▸ Records for the exercise:
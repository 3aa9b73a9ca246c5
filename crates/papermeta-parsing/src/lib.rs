use thiserror::Error;

pub mod accumulate;
pub mod date;
pub mod header;
pub mod normalize;

pub use accumulate::{Accumulation, PageAccumulator};
pub use date::{DateDetector, DateMatch, PatternDateDetector};
pub use header::{HeaderBlock, HeaderSplitter, split_header};
pub use normalize::{TextNormalizer, normalize_lines};
// Re-export domain types from core (canonical definitions live there)
pub use papermeta_core::{BackendError, CleanedLines, DetectedDate, PdfDocument, RawPage};

#[derive(Error, Debug)]
pub enum ParsingError {
    #[error("document has no pages")]
    EmptyDocument,
    #[error("failed to read page {page}: {source}")]
    Page {
        page: usize,
        #[source]
        source: BackendError,
    },
}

▸ Work request: Reproduce every record, making sure each one stays exactly the same.

▸ Expected output:
repository 3aa9b73a9ca246c5
filename crates/papermeta-parsing/src/lib.rs
use thiserror::Error;

pub mod accumulate;
pub mod date;
pub mod header;
pub mod normalize;

pub use accumulate::{Accumulation, PageAccumulator};
pub use date::{DateDetector, DateMatch, PatternDateDetector};
pub use header::{HeaderBlock, HeaderSplitter, split_header};
pub use normalize::{TextNormalizer, normalize_lines};
// Re-export domain types from core (canonical definitions live there)
pub use papermeta_core::{BackendError, CleanedLines, DetectedDate, PdfDocument, RawPage};

#[derive(Error, Debug)]
pub enum ParsingError {
    #[error("document has no pages")]
    EmptyDocument,
    #[error("failed to read page {page}: {source}")]
    Page {
        page: usize,
        #[source]
        source: BackendError,
    },
}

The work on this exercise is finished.